This activity shows that there is still occupational demand for the right assets in good locations, if they are let off affordable rents.  The challenges in the retail market will continue to create uncertainty, but also opportunity.  The Investment Manager has demonstrated that it can exploit these opportunities to the Company's advantage.

 

Market Outlook

The continued political uncertainty is causing property investors to adopt a 'wait-and-see' approach to deploying their capital.  This uncertainty is also delaying potential sellers from offering properties to the market as there is concern that best value will not be obtained.  Sellers are worried that sales might be viewed as 'distressed' and any offers received will reflect this belief, whether it is true or not.

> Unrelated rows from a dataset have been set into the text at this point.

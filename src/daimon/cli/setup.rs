use clap::{Arg, Command, CommandFactory, Parser, Subcommand};
use std::ffi::OsString;

/// Returns the version string, with the git hash appended for non-release builds.
/// Format: "0.3.0" for releases, "0.3.0@abc1234" for dev builds
fn get_version() -> &'static str {
    const VERSION: &str = env!("CARGO_PKG_VERSION");
    const GIT_HASH: &str = env!("GIT_HASH");
    const IS_RELEASE: &str = env!("IS_RELEASE");

    use std::sync::OnceLock;
    static VERSION_STRING: OnceLock<String> = OnceLock::new();

    VERSION_STRING.get_or_init(|| {
        if IS_RELEASE == "true" || GIT_HASH.is_empty() {
            VERSION.to_string()
        } else {
            format!("{}@{}", VERSION, GIT_HASH)
        }
    })
}

#[derive(Parser, Debug)]
#[command(
    name = "daimon",
    bin_name = "daimon",
    version = get_version(),
    disable_help_flag = true,
    disable_help_subcommand = true
)]
#[command(about = "A handy little note-taking assistant", long_about = None)]
pub struct Cli {
    #[command(subcommand)]
    pub command: Option<Commands>,

    /// Print help
    #[arg(short, long, global = true)]
    pub help: bool,
}

/// Command group definitions for help output
#[derive(Debug, Clone, Copy, PartialEq, Eq)]
pub enum CommandGroup {
    Notes,
    Projects,
    Listing,
    Misc,
}

impl CommandGroup {
    pub fn heading(&self) -> &'static str {
        match self {
            CommandGroup::Notes => "Note Commands:",
            CommandGroup::Projects => "Project Commands:",
            CommandGroup::Listing => "Recursive Listings:",
            CommandGroup::Misc => "Miscellaneous:",
        }
    }

    /// Returns the group for a given command name
    pub fn for_command(name: &str) -> Option<Self> {
        match name {
            "n" | "e" | "p" | "mv" | "l" | "d" => Some(CommandGroup::Notes),
            "np" | "lp" | "dp" => Some(CommandGroup::Projects),
            "la" | "lan" | "lap" => Some(CommandGroup::Listing),
            "line" | "c" | "q" | "help" => Some(CommandGroup::Misc),
            _ => None,
        }
    }

    /// Returns all groups in display order
    pub fn all() -> &'static [CommandGroup] {
        &[
            CommandGroup::Notes,
            CommandGroup::Projects,
            CommandGroup::Listing,
            CommandGroup::Misc,
        ]
    }
}

fn positional_usage(arg: &Arg) -> String {
    let name = arg
        .get_value_names()
        .and_then(|names| names.first())
        .map(|n| n.to_string())
        .unwrap_or_else(|| arg.get_id().as_str().to_uppercase());
    let repeated = arg
        .get_num_args()
        .map(|range| range.max_values() > 1)
        .unwrap_or(false);
    let dots = if repeated { "..." } else { "" };

    if arg.is_required_set() {
        format!("<{}>{}", name, dots)
    } else {
        format!("[{}]{}", name, dots)
    }
}

/// Usage line of a subcommand, e.g. `mv <NOTE_NAME> <NEW_NAME>`.
pub fn command_usage(cmd: &Command) -> String {
    let mut usage = cmd.get_name().to_string();
    for alias in cmd.get_visible_aliases() {
        usage.push('|');
        usage.push_str(alias);
    }
    for arg in cmd.get_positionals() {
        usage.push(' ');
        usage.push_str(&positional_usage(arg));
    }
    usage
}

/// Returns the custom grouped help output as a string
pub fn get_grouped_help() -> String {
    let cmd = Cli::command();
    let version = cmd.get_version().unwrap_or("unknown");

    let mut output = String::new();
    output.push_str(&format!("daimon {version}\n"));
    output.push_str("A handy little note-taking assistant\n");
    output.push('\n');
    output.push_str("Usage: daimon [COMMAND] [ARGS]\n");
    output.push_str("Calling daimon without any arguments starts it in interactive mode.\n");

    let subcommands: Vec<_> = cmd.get_subcommands().collect();

    for group in CommandGroup::all() {
        let group_cmds: Vec<_> = subcommands
            .iter()
            .filter(|sc| CommandGroup::for_command(sc.get_name()) == Some(*group))
            .collect();

        if !group_cmds.is_empty() {
            output.push('\n');
            output.push_str(&format!("{}\n", group.heading()));
            for sc in group_cmds {
                let about = sc.get_about().map(|s| s.to_string()).unwrap_or_default();
                output.push_str(&format!("  {:<28} {}\n", command_usage(sc), about));
            }
        }
    }

    output.push('\n');
    output.push_str("Options:\n");
    output.push_str("  -h, --help       Print help\n");
    output.push_str("  -V, --version    Print version\n");

    output
}

pub fn print_grouped_help() {
    print!("{}", get_grouped_help());
}

/// Prints help for a command by name or alias
pub fn print_help_for_command(name: &str) {
    let mut cmd = Cli::command();

    if let Some(subcmd) = cmd.find_subcommand_mut(name) {
        let help = subcmd.render_help();
        print!("{}", help);
        return;
    }

    eprintln!("Unknown command: {}", name);
    eprintln!();
    print_grouped_help();
}

/// Prints help for the parsed subcommand, or the grouped help without one.
pub fn print_subcommand_help(command: &Option<Commands>) {
    match command {
        Some(cmd) => print_help_for_command(cmd.name()),
        None => print_grouped_help(),
    }
}

#[derive(Subcommand, Debug, PartialEq, Eq)]
pub enum Commands {
    /// Creates a new note, or appends to an existing one
    #[command(name = "n", display_order = 1)]
    New {
        #[arg(value_name = "NOTE_NAME")]
        note: String,

        /// Note text (words are joined with spaces)
        #[arg(
            value_name = "NOTE_CONTENT",
            required = true,
            num_args = 1..,
            trailing_var_arg = true,
            allow_hyphen_values = true
        )]
        content: Vec<String>,
    },

    /// Opens a note in the editor
    #[command(name = "e", display_order = 2)]
    Edit {
        #[arg(value_name = "NOTE_NAME")]
        note: String,
    },

    /// Prints a note
    #[command(name = "p", display_order = 3)]
    Print {
        #[arg(value_name = "NOTE_NAME")]
        note: String,
    },

    /// Renames a note
    #[command(name = "mv", display_order = 4)]
    Move {
        #[arg(value_name = "NOTE_NAME")]
        note: String,

        #[arg(value_name = "NEW_NAME")]
        new_name: String,
    },

    /// Lists notes, optionally in a project
    #[command(name = "l", display_order = 5)]
    List {
        #[arg(value_name = "PROJECT_NAME")]
        project: Option<String>,
    },

    /// Deletes a note
    #[command(name = "d", display_order = 6)]
    Delete {
        #[arg(value_name = "NOTE_NAME")]
        note: String,
    },

    /// Creates a new project
    #[command(name = "np", display_order = 10)]
    NewProject {
        #[arg(value_name = "PROJECT_NAME")]
        project: String,
    },

    /// Lists projects in the root, or sub-projects of a project
    #[command(name = "lp", display_order = 11)]
    ListProjects {
        #[arg(value_name = "PROJECT_NAME")]
        project: Option<String>,
    },

    /// Deletes a project and everything in it
    #[command(name = "dp", display_order = 12)]
    DeleteProject {
        #[arg(value_name = "PROJECT_NAME")]
        project: String,
    },

    /// Lists all notes and projects
    #[command(name = "la", display_order = 20)]
    ListAll,

    /// Lists all notes in the root, projects and sub-projects
    #[command(name = "lan", display_order = 21)]
    ListAllNotes,

    /// Lists all projects and sub-projects
    #[command(name = "lap", display_order = 22)]
    ListAllProjects,

    /// Says a line
    #[command(name = "line", display_order = 30)]
    Line,

    /// Clears the terminal
    #[command(name = "c", display_order = 31)]
    Clear,

    /// Quits the program
    #[command(name = "q", visible_aliases = ["quit", "exit"], display_order = 32)]
    Quit,

    /// Displays this help message
    #[command(name = "help", visible_alias = "h", display_order = 33)]
    Help {
        /// Command to get help for
        command: Option<String>,
    },
}

impl Commands {
    /// The canonical command word.
    pub fn name(&self) -> &'static str {
        match self {
            Commands::New { .. } => "n",
            Commands::Edit { .. } => "e",
            Commands::Print { .. } => "p",
            Commands::Move { .. } => "mv",
            Commands::List { .. } => "l",
            Commands::Delete { .. } => "d",
            Commands::NewProject { .. } => "np",
            Commands::ListProjects { .. } => "lp",
            Commands::DeleteProject { .. } => "dp",
            Commands::ListAll => "la",
            Commands::ListAllNotes => "lan",
            Commands::ListAllProjects => "lap",
            Commands::Line => "line",
            Commands::Clear => "c",
            Commands::Quit => "q",
            Commands::Help { .. } => "help",
        }
    }
}

/// Parses program arguments, program name first.
///
/// Every word after the note name of `n` is note text, even one that looks
/// like a flag, so that tail is escaped with `--` before clap sees it.
pub fn parse_args<I, T>(args: I) -> Result<Cli, clap::Error>
where
    I: IntoIterator<Item = T>,
    T: Into<OsString>,
{
    let mut args: Vec<OsString> = args.into_iter().map(Into::into).collect();
    if args.len() > 3 && args.get(1).is_some_and(|word| word == "n") {
        args.insert(3, OsString::from("--"));
    }
    Cli::try_parse_from(args)
}

/// Every word the dispatcher accepts, aliases included.
pub fn command_words() -> Vec<String> {
    let cmd = Cli::command();
    let mut words = Vec::new();
    for sc in cmd.get_subcommands() {
        words.push(sc.get_name().to_string());
        words.extend(sc.get_all_aliases().map(str::to_string));
    }
    words
}

#[cfg(test)]
mod tests {
    use super::*;

    fn parse(args: &[&str]) -> Result<Cli, clap::Error> {
        parse_args(std::iter::once("daimon").chain(args.iter().copied()))
    }

    #[test]
    fn cli_definition_is_valid() {
        Cli::command().debug_assert();
    }

    #[test]
    fn new_note_joins_trailing_words() {
        let cli = parse(&["n", "groceries", "milk", "-and", "eggs"]).unwrap();
        assert_eq!(
            cli.command,
            Some(Commands::New {
                note: "groceries".to_string(),
                content: vec!["milk".into(), "-and".into(), "eggs".into()],
            })
        );
    }

    #[test]
    fn new_note_keeps_flag_like_words() {
        let cli = parse(&["n", "todo", "--help", "me"]).unwrap();
        assert!(!cli.help);
        assert_eq!(
            cli.command,
            Some(Commands::New {
                note: "todo".to_string(),
                content: vec!["--help".into(), "me".into()],
            })
        );

        for word in ["-h", "-V", "--"] {
            let cli = parse(&["n", "todo", word]).unwrap();
            assert_eq!(
                cli.command,
                Some(Commands::New {
                    note: "todo".to_string(),
                    content: vec![word.to_string()],
                })
            );
        }
    }

    #[test]
    fn help_flag_outside_note_text() {
        assert!(parse(&["--help"]).unwrap().help);
        assert!(parse(&["p", "todo", "-h"]).unwrap().help);
        assert!(parse(&["mv", "a", "b", "--help"]).unwrap().help);
    }

    #[test]
    fn new_note_requires_content() {
        assert!(parse(&["n", "groceries"]).is_err());
    }

    #[test]
    fn rename_requires_two_names() {
        assert!(parse(&["mv", "old"]).is_err());
        assert!(parse(&["mv", "old", "new"]).is_ok());
    }

    #[test]
    fn listing_project_is_optional() {
        assert_eq!(
            parse(&["l"]).unwrap().command,
            Some(Commands::List { project: None })
        );
        assert_eq!(
            parse(&["lp", "work"]).unwrap().command,
            Some(Commands::ListProjects {
                project: Some("work".to_string())
            })
        );
    }

    #[test]
    fn quit_aliases() {
        for word in ["q", "quit", "exit"] {
            assert_eq!(parse(&[word]).unwrap().command, Some(Commands::Quit));
        }
    }

    #[test]
    fn help_alias() {
        assert_eq!(
            parse(&["h", "mv"]).unwrap().command,
            Some(Commands::Help {
                command: Some("mv".to_string())
            })
        );
    }

    #[test]
    fn unknown_command_is_rejected() {
        assert!(parse(&["frobnicate"]).is_err());
    }

    #[test]
    fn no_arguments_means_interactive() {
        assert!(parse(&[]).unwrap().command.is_none());
    }

    #[test]
    fn grouped_help_lists_every_command() {
        let help = get_grouped_help();
        for word in ["n ", "mv ", "np ", "lap", "line", "q|quit|exit", "help|h"] {
            assert!(help.contains(word), "missing {}", word);
        }
        assert!(help.contains("mv <NOTE_NAME> <NEW_NAME>"));
        assert!(help.contains("l [PROJECT_NAME]"));
        assert!(help.contains("n <NOTE_NAME> <NOTE_CONTENT>..."));
    }

    #[test]
    fn every_command_has_a_group() {
        for sc in Cli::command().get_subcommands() {
            assert!(
                CommandGroup::for_command(sc.get_name()).is_some(),
                "{} has no group",
                sc.get_name()
            );
        }
    }

    #[test]
    fn command_words_include_aliases() {
        let words = command_words();
        assert!(words.contains(&"exit".to_string()));
        assert!(words.contains(&"h".to_string()));
        assert!(words.contains(&"lan".to_string()));
    }
}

A prolonged period of inertia will be unhelpful for the property investment market, but the occupational market, particularly from the Company's perspective, is still showing good levels of activity.  Further volatility in capital values is to be expected but this can be mitigated by completing asset management initiatives which secure income and help increase the weighted average unexpired lease lengths of assets.

 

 

Portfolio Composition

Sector

Sector

Exposure (%)

Retail warehouse

72.4

Office

23.9

Other commercial

2.9

Development

0.8

 

Geography

The portfolio is diversified across the regional markets and has no exposure to Central London assets.

Sector

Exposure (%)

Wales

29.6

North East

15.8

North West

14.8

West Midlands

12.2

Yorkshire

11.8

Scotland

9.5

East Midlands

4.2

South West

2.1

 

 

William Hill, Chairman, commented:

"The capital markets have not been able to properly price retail for some time and I suspect that will continue to be the case for a while longer as the structural change continues to run its course and old economy retailers continue with their death throes. There are, of course, other factors to wrestle with including threats to the economy arising from Brexit and UK political instability.

However, with an attractive yield, strong dividend cover, conservative gearing, adequate cash resources and parks that are attracting retailers, the Company can show considerable levels of resilience to most of the headwinds in front of us.  There may also be opportunities that arise for Ediston to exploit in these challenging markets."

 

Calum Bruce, Investment Manager, commented:

"Our proactive approach to asset management has enabled us to complete further lettings, despite the challenges in the retail market.  The new lettings have secured £570,240 of income per annum and have reduced the vacancy rate by 51% to 3.1%."

 

 

 

 

 

Forthcoming Events

The Company intends to publish its Interim Report and Accounts for the six months to 31 March 2019 during May 2019.  The next scheduled independent quarterly valuation of the property portfolio will be conducted by Knight Frank LLP as at 30 June 2019 with the unaudited NAV per share at that date expected to be announced in July 2019.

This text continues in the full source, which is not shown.